Exercise brief - Give back, word for word, the lines in the listing below from the one holding "if let Some(parent)" down to the one holding "to open database", both ends included.

Provided records -
============

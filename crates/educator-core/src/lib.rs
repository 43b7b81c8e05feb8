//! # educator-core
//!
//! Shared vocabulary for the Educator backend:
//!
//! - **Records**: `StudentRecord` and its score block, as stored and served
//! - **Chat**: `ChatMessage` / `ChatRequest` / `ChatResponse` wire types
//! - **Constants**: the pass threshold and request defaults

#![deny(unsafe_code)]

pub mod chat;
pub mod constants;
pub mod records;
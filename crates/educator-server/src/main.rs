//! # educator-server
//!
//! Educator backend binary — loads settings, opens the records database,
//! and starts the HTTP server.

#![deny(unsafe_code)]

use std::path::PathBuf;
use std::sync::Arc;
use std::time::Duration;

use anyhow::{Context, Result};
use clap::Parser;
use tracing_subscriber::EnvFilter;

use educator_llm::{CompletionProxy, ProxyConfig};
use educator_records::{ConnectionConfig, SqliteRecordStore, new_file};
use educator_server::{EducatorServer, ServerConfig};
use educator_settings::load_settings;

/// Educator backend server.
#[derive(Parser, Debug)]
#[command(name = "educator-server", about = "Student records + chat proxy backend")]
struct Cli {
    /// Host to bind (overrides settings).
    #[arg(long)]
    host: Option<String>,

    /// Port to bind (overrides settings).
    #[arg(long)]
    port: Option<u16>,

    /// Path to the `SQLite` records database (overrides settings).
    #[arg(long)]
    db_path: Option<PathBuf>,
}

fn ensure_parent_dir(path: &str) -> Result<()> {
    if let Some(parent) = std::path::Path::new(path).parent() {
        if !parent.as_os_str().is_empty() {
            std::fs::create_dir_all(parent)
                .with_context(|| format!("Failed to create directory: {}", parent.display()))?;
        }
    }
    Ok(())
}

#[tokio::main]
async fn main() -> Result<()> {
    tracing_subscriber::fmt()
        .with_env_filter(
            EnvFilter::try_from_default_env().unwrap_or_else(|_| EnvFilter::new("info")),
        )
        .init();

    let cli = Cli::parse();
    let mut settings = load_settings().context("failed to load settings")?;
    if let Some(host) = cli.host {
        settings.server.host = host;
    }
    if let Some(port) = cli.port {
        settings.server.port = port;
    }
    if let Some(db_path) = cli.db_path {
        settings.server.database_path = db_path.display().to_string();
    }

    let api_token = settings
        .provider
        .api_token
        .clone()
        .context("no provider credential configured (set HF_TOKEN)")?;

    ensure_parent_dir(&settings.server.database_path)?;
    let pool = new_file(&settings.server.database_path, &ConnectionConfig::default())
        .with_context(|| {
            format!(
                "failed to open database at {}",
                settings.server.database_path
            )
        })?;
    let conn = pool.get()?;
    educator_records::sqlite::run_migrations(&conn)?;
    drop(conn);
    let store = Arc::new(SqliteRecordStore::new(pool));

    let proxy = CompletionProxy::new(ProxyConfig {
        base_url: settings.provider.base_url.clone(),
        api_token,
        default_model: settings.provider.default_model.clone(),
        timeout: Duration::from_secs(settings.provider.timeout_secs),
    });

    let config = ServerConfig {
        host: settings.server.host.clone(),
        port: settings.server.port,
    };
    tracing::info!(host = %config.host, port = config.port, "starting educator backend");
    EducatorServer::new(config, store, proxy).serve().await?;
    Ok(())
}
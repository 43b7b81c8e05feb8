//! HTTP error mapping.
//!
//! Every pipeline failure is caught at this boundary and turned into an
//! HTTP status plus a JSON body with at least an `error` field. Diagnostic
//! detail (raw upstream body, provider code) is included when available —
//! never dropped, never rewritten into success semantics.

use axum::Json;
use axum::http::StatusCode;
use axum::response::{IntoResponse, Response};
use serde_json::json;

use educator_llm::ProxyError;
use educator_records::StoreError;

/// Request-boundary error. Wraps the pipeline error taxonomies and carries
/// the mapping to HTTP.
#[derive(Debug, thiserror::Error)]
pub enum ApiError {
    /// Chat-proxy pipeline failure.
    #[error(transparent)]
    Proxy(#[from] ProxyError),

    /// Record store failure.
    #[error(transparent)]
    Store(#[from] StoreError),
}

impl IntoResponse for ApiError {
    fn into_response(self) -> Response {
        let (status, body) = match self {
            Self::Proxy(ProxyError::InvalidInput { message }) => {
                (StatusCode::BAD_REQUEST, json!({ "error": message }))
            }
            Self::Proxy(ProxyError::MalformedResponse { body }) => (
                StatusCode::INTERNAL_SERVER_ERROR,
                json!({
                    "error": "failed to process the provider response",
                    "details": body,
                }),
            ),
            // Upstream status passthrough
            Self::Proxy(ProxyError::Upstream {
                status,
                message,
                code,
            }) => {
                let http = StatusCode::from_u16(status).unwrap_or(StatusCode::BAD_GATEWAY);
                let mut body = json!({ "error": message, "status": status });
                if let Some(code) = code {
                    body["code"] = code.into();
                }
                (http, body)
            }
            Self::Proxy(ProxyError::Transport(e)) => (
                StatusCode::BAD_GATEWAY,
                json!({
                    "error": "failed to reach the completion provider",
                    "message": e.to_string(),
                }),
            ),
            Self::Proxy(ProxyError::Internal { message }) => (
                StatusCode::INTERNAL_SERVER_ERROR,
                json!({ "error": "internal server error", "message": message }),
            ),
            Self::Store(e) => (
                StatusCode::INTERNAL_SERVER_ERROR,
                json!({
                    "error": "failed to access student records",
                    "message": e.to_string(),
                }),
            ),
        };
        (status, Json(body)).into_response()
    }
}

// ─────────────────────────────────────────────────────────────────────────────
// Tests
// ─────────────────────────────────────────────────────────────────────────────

============

Answer to the exercise -
    if let Some(parent) = std::path::Path::new(path).parent() {
        if !parent.as_os_str().is_empty() {
            std::fs::create_dir_all(parent)
                .with_context(|| format!("Failed to create directory: {}", parent.display()))?;
        }
    }
    Ok(())
}

#[tokio::main]
async fn main() -> Result<()> {
    tracing_subscriber::fmt()
        .with_env_filter(
            EnvFilter::try_from_default_env().unwrap_or_else(|_| EnvFilter::new("info")),
        )
        .init();

    let cli = Cli::parse();
    let mut settings = load_settings().context("failed to load settings")?;
    if let Some(host) = cli.host {
        settings.server.host = host;
    }
    if let Some(port) = cli.port {
        settings.server.port = port;
    }
    if let Some(db_path) = cli.db_path {
        settings.server.database_path = db_path.display().to_string();
    }

    let api_token = settings
        .provider
        .api_token
        .clone()
        .context("no provider credential configured (set HF_TOKEN)")?;

    ensure_parent_dir(&settings.server.database_path)?;
    let pool = new_file(&settings.server.database_path, &ConnectionConfig::default())
        .with_context(|| {
            format!(
                "failed to open database at {}",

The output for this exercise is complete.